Work to be completed -> From the records below, please return each line that holds the word "ColumnDef".

# # #

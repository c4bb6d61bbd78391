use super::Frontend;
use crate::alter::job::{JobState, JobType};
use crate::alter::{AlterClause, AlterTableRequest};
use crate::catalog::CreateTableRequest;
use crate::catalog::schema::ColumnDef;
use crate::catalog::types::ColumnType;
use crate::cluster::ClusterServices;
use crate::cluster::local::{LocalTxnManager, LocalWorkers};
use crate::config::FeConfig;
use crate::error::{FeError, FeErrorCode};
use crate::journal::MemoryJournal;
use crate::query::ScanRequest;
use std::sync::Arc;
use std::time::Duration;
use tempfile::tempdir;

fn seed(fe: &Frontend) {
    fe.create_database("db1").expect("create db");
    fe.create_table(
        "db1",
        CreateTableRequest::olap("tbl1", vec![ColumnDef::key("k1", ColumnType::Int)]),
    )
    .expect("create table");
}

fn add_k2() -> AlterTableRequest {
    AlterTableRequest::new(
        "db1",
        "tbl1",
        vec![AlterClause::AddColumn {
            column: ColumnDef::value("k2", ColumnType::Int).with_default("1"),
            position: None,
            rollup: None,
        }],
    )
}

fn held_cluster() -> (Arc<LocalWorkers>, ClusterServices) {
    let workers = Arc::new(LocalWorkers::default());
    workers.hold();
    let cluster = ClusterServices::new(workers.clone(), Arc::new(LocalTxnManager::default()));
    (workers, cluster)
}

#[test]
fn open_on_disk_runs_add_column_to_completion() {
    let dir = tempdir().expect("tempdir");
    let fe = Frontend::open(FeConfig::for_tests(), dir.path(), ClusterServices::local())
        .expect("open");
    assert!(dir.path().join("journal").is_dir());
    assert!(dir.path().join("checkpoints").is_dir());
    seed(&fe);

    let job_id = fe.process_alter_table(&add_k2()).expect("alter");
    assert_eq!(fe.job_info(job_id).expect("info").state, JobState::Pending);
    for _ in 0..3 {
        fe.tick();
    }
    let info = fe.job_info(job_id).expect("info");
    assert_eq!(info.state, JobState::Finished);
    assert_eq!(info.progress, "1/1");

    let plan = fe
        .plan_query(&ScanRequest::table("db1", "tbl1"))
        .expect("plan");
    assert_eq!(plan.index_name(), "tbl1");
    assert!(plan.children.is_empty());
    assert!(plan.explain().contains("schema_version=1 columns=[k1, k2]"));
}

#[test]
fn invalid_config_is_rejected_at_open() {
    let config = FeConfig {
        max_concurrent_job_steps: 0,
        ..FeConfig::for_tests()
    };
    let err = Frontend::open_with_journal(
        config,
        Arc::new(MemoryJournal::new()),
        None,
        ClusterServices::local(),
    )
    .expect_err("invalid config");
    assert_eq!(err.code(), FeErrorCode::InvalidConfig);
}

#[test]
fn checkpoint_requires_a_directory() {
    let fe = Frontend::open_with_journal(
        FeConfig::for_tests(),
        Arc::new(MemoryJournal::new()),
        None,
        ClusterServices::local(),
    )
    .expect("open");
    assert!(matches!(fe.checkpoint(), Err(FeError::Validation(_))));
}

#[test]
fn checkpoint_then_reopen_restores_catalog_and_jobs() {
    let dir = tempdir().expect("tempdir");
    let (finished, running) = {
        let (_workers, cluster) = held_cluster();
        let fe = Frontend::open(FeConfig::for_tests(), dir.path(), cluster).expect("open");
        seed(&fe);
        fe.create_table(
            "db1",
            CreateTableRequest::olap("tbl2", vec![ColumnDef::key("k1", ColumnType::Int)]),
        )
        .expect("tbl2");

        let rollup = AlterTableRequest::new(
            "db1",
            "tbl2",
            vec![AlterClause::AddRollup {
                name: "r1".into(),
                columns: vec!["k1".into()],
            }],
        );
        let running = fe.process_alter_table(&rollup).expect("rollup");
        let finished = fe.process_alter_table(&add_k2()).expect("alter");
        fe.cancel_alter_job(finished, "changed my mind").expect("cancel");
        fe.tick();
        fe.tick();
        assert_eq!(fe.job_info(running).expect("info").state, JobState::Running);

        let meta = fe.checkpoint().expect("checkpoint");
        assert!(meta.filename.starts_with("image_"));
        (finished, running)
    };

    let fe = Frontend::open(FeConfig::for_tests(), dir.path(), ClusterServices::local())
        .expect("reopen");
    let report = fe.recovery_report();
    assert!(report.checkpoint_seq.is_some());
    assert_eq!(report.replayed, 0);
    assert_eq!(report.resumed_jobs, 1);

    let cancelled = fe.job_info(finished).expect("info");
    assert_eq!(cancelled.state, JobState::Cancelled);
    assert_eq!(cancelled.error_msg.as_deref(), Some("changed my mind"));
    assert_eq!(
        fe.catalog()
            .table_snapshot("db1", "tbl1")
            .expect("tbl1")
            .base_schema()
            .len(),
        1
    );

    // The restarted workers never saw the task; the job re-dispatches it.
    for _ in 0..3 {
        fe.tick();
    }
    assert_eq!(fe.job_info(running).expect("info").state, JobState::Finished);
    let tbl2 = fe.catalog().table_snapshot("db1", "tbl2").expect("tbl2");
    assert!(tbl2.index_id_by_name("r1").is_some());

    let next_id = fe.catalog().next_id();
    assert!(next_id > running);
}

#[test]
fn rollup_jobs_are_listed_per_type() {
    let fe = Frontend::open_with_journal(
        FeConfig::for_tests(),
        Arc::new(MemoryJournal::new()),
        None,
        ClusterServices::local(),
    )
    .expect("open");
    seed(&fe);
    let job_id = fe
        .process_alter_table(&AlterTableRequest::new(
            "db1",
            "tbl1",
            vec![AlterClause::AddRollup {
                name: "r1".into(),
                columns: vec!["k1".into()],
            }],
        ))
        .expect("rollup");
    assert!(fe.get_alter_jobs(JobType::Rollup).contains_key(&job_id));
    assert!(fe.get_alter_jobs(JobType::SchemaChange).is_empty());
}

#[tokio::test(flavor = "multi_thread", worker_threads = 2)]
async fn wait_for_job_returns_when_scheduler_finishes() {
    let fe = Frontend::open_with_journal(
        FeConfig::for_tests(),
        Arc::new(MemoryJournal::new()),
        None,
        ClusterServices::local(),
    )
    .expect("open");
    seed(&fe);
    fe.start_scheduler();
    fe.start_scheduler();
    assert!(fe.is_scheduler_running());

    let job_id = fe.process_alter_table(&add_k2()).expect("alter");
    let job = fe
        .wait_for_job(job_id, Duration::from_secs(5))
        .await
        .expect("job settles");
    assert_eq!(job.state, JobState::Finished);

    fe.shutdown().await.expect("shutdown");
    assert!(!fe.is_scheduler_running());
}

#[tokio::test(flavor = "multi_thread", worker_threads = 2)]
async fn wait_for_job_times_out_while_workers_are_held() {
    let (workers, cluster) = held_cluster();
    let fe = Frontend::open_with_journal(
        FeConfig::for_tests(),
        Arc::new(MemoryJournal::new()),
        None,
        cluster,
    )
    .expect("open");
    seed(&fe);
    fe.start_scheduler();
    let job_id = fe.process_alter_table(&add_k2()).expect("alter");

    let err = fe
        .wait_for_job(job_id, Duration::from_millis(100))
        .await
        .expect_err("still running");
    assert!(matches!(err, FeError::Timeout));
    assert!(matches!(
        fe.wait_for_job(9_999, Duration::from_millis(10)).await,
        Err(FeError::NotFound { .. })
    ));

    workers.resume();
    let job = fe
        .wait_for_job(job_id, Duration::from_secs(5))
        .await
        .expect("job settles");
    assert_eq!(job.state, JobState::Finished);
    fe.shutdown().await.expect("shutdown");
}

# # #

Exercise response ->
use crate::catalog::schema::ColumnDef;
        CreateTableRequest::olap("tbl1", vec![ColumnDef::key("k1", ColumnType::Int)]),
            column: ColumnDef::value("k2", ColumnType::Int).with_default("1"),
            CreateTableRequest::olap("tbl2", vec![ColumnDef::key("k1", ColumnType::Int)]),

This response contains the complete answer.